Luego fue su esposa la que en una restructuración de plantilla sufrió la merma de la mitad de su salario y casi el doble de sus obligaciones laborales. El clima en la fábrica se hizo tenso e inestable hasta el punto que la dirección tomó la decisión de vender el negocio a una empresa china. Los orientales tomaron el mando y optaron por despedir a más de la mitad de la plantilla e integrar mano de obra de su país, evidentemente más laboriosa, sumisa y de menores exigencias salariales. Su mujer entró en el dique seco a mediados del mes de mayo.
Su hijo menor regentaba un negocio, junto con otro amigo, de hostelería. Todo iba bien hasta que las ordenanzas municipales cambiaron exigiéndole al local una serie de reformas costosas. El crédito que pagaban a un banco por la reforma inicial, el alquiler del local, las obras y el estar más de tres meses cerrado el negocio dieron al traste con todo y endeudándolos para varios años.

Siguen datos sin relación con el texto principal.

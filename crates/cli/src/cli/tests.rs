use std::io::Write;

use clap::Parser;

use super::*;

#[test]
fn test_parse_serve_defaults() {
	let cli = Cli::try_parse_from(["webrc", "serve"]).unwrap();

	match cli.command {
		Commands::Serve(args) => {
			let config = args.load_config().unwrap();
			assert_eq!(config, RemoteControlConfig::default());
		}
		_ => panic!("Expected Serve command"),
	}
}

#[test]
fn test_parse_serve_flags_override_config_file() {
	let mut file = tempfile::NamedTempFile::new().unwrap();
	write!(file, r#"{{"port": 5555, "retryTimeoutMs": 2000, "speedMs": 100}}"#).unwrap();
	let path = file.path().to_str().unwrap().to_string();

	let cli = Cli::try_parse_from([
		"webrc",
		"-vv",
		"serve",
		"--config",
		&path,
		"--port",
		"6000",
		"--timeout-ms",
		"1000",
		"--proxy-injection",
		"--idle-timeout-ms",
		"60000",
	])
	.unwrap();
	assert_eq!(cli.verbose, 2);

	let Commands::Serve(args) = cli.command else {
		panic!("Expected Serve command");
	};
	let config = args.load_config().unwrap();
	assert_eq!(config.port, 6000);
	assert_eq!(config.command_timeout_ms, 1000);
	assert_eq!(config.retry_timeout_ms, 2000);
	assert_eq!(config.speed_ms, 100);
	assert!(config.proxy_injection_mode);
	assert_eq!(config.idle_session_timeout_ms, Some(60_000));
}

#[test]
fn test_serve_with_missing_config_fails() {
	let cli = Cli::try_parse_from(["webrc", "serve", "--config", "/nonexistent/webrc.json"]).unwrap();
	let Commands::Serve(args) = cli.command else {
		panic!("Expected Serve command");
	};
	let err = args.load_config().unwrap_err();
	assert!(err.to_string().contains("Failed to load config"));
}

#[test]
fn test_parse_client_commands() {
	let cli = Cli::try_parse_from(["webrc", "sessions", "--port", "4545"]).unwrap();
	match cli.command {
		Commands::Sessions(args) => assert_eq!(args.addr(), "127.0.0.1:4545"),
		_ => panic!("Expected Sessions command"),
	}

	let cli = Cli::try_parse_from(["webrc", "end", "abc123", "--host", "10.0.0.2"]).unwrap();
	match cli.command {
		Commands::End(args) => {
			assert_eq!(args.session_id, "abc123");
			assert_eq!(args.client.addr(), "10.0.0.2:4444");
		}
		_ => panic!("Expected End command"),
	}
}

#[test]
fn test_parse_speed_command() {
	let cli = Cli::try_parse_from(["webrc", "speed", "250", "--session", "s1"]).unwrap();
	match cli.command {
		Commands::Speed(args) => {
			assert_eq!(args.speed_ms, 250);
			assert_eq!(args.session.as_deref(), Some("s1"));
		}
		_ => panic!("Expected Speed command"),
	}
}
//! Server and per-queue configuration.

use std::path::Path;
use std::time::Duration;

use serde::{Deserialize, Serialize};

use crate::error::{Error, Result};

pub const DEFAULT_PORT: u16 = 4444;
pub const DEFAULT_COMMAND_TIMEOUT_MS: u64 = 30 * 60 * 1000;
pub const DEFAULT_RETRY_TIMEOUT_MS: u64 = 10 * 1000;
pub const DEFAULT_MAX_ENCODE_DEPTH: usize = 5;

/// Remote-control server configuration.
///
/// Every field has a default, so a partial JSON file is valid. Unknown keys
/// are ignored.
#[derive(Debug, Clone, PartialEq, Eq, Serialize, Deserialize)]
#[serde(rename_all = "camelCase", default)]
pub struct RemoteControlConfig {
	pub port: u16,
	/// How long a caller waits for a result before the timed-out sentinel
	pub command_timeout_ms: u64,
	/// How long an agent poll waits before receiving the retry no-op
	pub retry_timeout_ms: u64,
	/// Initial default inter-command delay for new queues
	pub speed_ms: u64,
	pub proxy_injection_mode: bool,
	/// When set, sessions idle longer than this are closed
	#[serde(skip_serializing_if = "Option::is_none")]
	pub idle_session_timeout_ms: Option<u64>,
	pub max_encode_depth: usize,
	pub include_server_errors: bool,
}

impl Default for RemoteControlConfig {
	fn default() -> Self {
		Self {
			port: DEFAULT_PORT,
			command_timeout_ms: DEFAULT_COMMAND_TIMEOUT_MS,
			retry_timeout_ms: DEFAULT_RETRY_TIMEOUT_MS,
			speed_ms: 0,
			proxy_injection_mode: false,
			idle_session_timeout_ms: None,
			max_encode_depth: DEFAULT_MAX_ENCODE_DEPTH,
			include_server_errors: true,
		}
	}
}

impl RemoteControlConfig {
	/// Loads configuration from a JSON file.
	pub fn from_file(path: impl AsRef<Path>) -> Result<Self> {
		let path = path.as_ref();
		let config_error = |message: String| Error::Config {
			path: path.display().to_string(),
			message,
		};
		let raw = std::fs::read_to_string(path).map_err(|e| config_error(e.to_string()))?;
		serde_json::from_str(&raw).map_err(|e| config_error(e.to_string()))
	}

	pub fn idle_session_timeout(&self) -> Option<Duration> {
		self.idle_session_timeout_ms.map(Duration::from_millis)
	}

	/// Queue settings for a new session, using `speed` as its delay.
	pub fn queue_config(&self, speed: Duration) -> QueueConfig {
		QueueConfig {
			command_timeout: Duration::from_millis(self.command_timeout_ms),
			retry_timeout: Duration::from_millis(self.retry_timeout_ms),
			proxy_injection_mode: self.proxy_injection_mode,
			speed,
		}
	}
}

/// Settings captured by one [`CommandQueue`](crate::CommandQueue) at construction.
#[derive(Debug, Clone, Copy, PartialEq, Eq)]
pub struct QueueConfig {
	pub command_timeout: Duration,
	pub retry_timeout: Duration,
	pub proxy_injection_mode: bool,
	/// Delay applied before each submitted command
	pub speed: Duration,
}

impl Default for QueueConfig {
	fn default() -> Self {
		RemoteControlConfig::default().queue_config(Duration::ZERO)
	}
}

#[cfg(test)]
mod tests {
	use std::io::Write;

	use super::*;

	#[test]
	fn test_defaults() {
		let config = RemoteControlConfig::default();
		assert_eq!(config.port, 4444);
		assert!(!config.proxy_injection_mode);
		assert_eq!(config.max_encode_depth, 5);
		assert!(config.include_server_errors);
		assert_eq!(config.idle_session_timeout(), None);
	}

	#[test]
	fn test_partial_file_keeps_defaults() {
		let mut file = tempfile::NamedTempFile::new().unwrap();
		write!(file, r#"{{"retryTimeoutMs": 5000, "proxyInjectionMode": true, "futureKey": 1}}"#).unwrap();

		let config = RemoteControlConfig::from_file(file.path()).unwrap();
		assert_eq!(config.retry_timeout_ms, 5000);
		assert!(config.proxy_injection_mode);
		assert_eq!(config.command_timeout_ms, DEFAULT_COMMAND_TIMEOUT_MS);

		let queue = config.queue_config(Duration::from_millis(42));
		assert_eq!(queue.retry_timeout, Duration::from_secs(5));
		assert_eq!(queue.speed, Duration::from_millis(42));
		assert!(queue.proxy_injection_mode);
	}

	#[test]
	fn test_invalid_file_reports_path() {
		let mut file = tempfile::NamedTempFile::new().unwrap();
		write!(file, "not json").unwrap();

		let err = RemoteControlConfig::from_file(file.path()).unwrap_err();
		assert!(matches!(err, Error::Config { .. }));
		assert!(err.to_string().contains(&file.path().display().to_string()));
	}
}
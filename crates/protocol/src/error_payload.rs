//! Structured failure payloads carried in a failed response's `value`.

use base64::Engine;
use base64::engine::general_purpose::STANDARD;
use serde::{Deserialize, Serialize};

/// One frame of a remote call stack.
///
/// Frames are free-form: they may come from any language or runtime, so
/// nothing beyond the four fields is assumed.
#[derive(Debug, Clone, PartialEq, Eq, Serialize, Deserialize)]
#[serde(rename_all = "camelCase")]
pub struct StackFrame {
	/// Declaring type or module name
	#[serde(default)]
	pub class_name: String,
	/// Call-site (method or function) name
	#[serde(default)]
	pub method_name: String,
	#[serde(default, skip_serializing_if = "Option::is_none")]
	pub file_name: Option<String>,
	/// Line number; negative when unknown
	#[serde(default = "unknown_line")]
	pub line_number: i64,
}

fn unknown_line() -> i64 {
	-1
}

impl StackFrame {
	pub fn new(
		class_name: impl Into<String>,
		method_name: impl Into<String>,
		file_name: Option<String>,
		line_number: i64,
	) -> Self {
		Self {
			class_name: class_name.into(),
			method_name: method_name.into(),
			file_name,
			line_number,
		}
	}
}

/// Failure description: `(message, class, cause chain, stack, screenshot)`.
#[derive(Debug, Clone, Default, PartialEq, Eq, Serialize, Deserialize)]
#[serde(rename_all = "camelCase")]
pub struct ErrorPayload {
	#[serde(default, skip_serializing_if = "Option::is_none")]
	pub message: Option<String>,
	/// Fully-qualified name of the remote error type
	#[serde(default, skip_serializing_if = "Option::is_none")]
	pub class: Option<String>,
	#[serde(default, skip_serializing_if = "Vec::is_empty")]
	pub stack_trace: Vec<StackFrame>,
	#[serde(default, skip_serializing_if = "Option::is_none")]
	pub cause: Option<Box<ErrorPayload>>,
	/// Base64-encoded screenshot taken when the failure happened
	#[serde(default, skip_serializing_if = "Option::is_none")]
	pub screen: Option<String>,
}

impl ErrorPayload {
	pub fn new(message: impl Into<String>) -> Self {
		Self {
			message: Some(message.into()),
			..Default::default()
		}
	}

	pub fn with_class(mut self, class: impl Into<String>) -> Self {
		self.class = Some(class.into());
		self
	}

	pub fn with_frame(mut self, frame: StackFrame) -> Self {
		self.stack_trace.push(frame);
		self
	}

	pub fn with_cause(mut self, cause: ErrorPayload) -> Self {
		self.cause = Some(Box::new(cause));
		self
	}

	pub fn with_screen(mut self, screen: impl Into<String>) -> Self {
		self.screen = Some(screen.into());
		self
	}

	/// Decodes the attached screenshot, if any.
	pub fn decode_screenshot(&self) -> Option<Result<Vec<u8>, base64::DecodeError>> {
		self.screen.as_deref().map(decode_screenshot)
	}
}

/// Decodes base64 screenshot text into raw image bytes.
pub fn decode_screenshot(encoded: &str) -> Result<Vec<u8>, base64::DecodeError> {
	STANDARD.decode(encoded.trim())
}

/// Encodes raw image bytes as screenshot text.
pub fn encode_screenshot(bytes: &[u8]) -> String {
	STANDARD.encode(bytes)
}

#[cfg(test)]
mod tests {
	use serde_json::json;

	use super::*;

	#[test]
	fn test_payload_wire_shape() {
		let payload = ErrorPayload::new("boom")
			.with_class("java.lang.NullPointerException")
			.with_frame(StackFrame::new("MyClass", "someMethod", Some("Resource.m".into()), 1224));

		let wire = serde_json::to_value(&payload).unwrap();
		assert_eq!(
			wire,
			json!({
				"message": "boom",
				"class": "java.lang.NullPointerException",
				"stackTrace": [{
					"className": "MyClass",
					"methodName": "someMethod",
					"fileName": "Resource.m",
					"lineNumber": 1224
				}]
			})
		);
	}

	#[test]
	fn test_frame_without_line_defaults_unknown() {
		let frame: StackFrame = serde_json::from_str(r#"{"className":"a","methodName":"b"}"#).unwrap();
		assert_eq!(frame.line_number, -1);
		assert_eq!(frame.file_name, None);
	}

	#[test]
	fn test_screenshot_round_trip() {
		let payload = ErrorPayload::new("x").with_screen(encode_screenshot(b"\x89PNG"));
		let bytes = payload.decode_screenshot().unwrap().unwrap();
		assert_eq!(bytes, b"\x89PNG");
	}
}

El hijo, desbordado por la situación, cayó en una profunda depresión cuya secuela visible era un mutismo exacerbado que le hacía pasar horas y horas escudriñando el granulado de la pared de su cuarto.
Finalmente fue el hijo mayor, semanas antes de las fiestas navideñas, el que fue despedido de su puesto, fijo discontinuo, como profesor de literatura con motivo de unas elecciones comunitarias que se llevaron por delante al antiguo director del instituto. El recién elegido nuevo director hizo un barrido de los profesores que no eran adeptos a la nueva ideología ganada en las urnas y su hijo mayor estaba en la lista de los defenestrados.
De esta manera Rogelio, no sé sabe a ciencia cierta lo que se le pasó realmente por la cabeza, tomó la decisión de atracar un banco. Es evidente que fue una determinación alocada, impulsiva, tan desesperada como la situación que respiraba en su hogar. Es seguro que él nunca se vio como ese atracador que iba a salir victorioso con su botín, sin embargo algo debió moverse en su interior que le consolaba en parte de esa exclusión social. Acaso fue una venganza, que él siempre supo que no iba a concluir, o tal vez el simple hecho de hacer algo determinante que no le señalara como a un pobre parado con la perspectiva de una jubilación miserable. Rogelio pudo pensar, en el tan sobrante tiempo que le acompañaba, que la solución radicaba sólo en el acto, en el gruñido feroz que invocaba a la violencia, en la lucha desigual que siempre le marcaba como el perdedor de antemano, y que las consecuencias eran lo de menos. Sobrevivir era luchar aunque fuera para volver a perder y volver a perder y volver a perder.
Abrió sus brazos mansamente para que los policías, que entraron desaforados y muy en su papel cuando, en realidad, ya el público había retornado a sus rutinas bancarias, le llevaran en volandas al coche oficial.
En el recinto del banco hubo alguien que musitó algún que otro insulto final y quien aplaudió a los policías y palmeó la anchurosa espalda del vigilante de seguridad, pero fueron los menos, los últimos de las colas que esperaban su turno aburridos.
El detenido, ya dentro del coche, derretido en sudor, máxime del exagerado nivel calorífico del aire acondicionado, quizás pensara en la forma de explicarles a sus familiares el extravío de la Luger calibre 11,43. Posiblemente.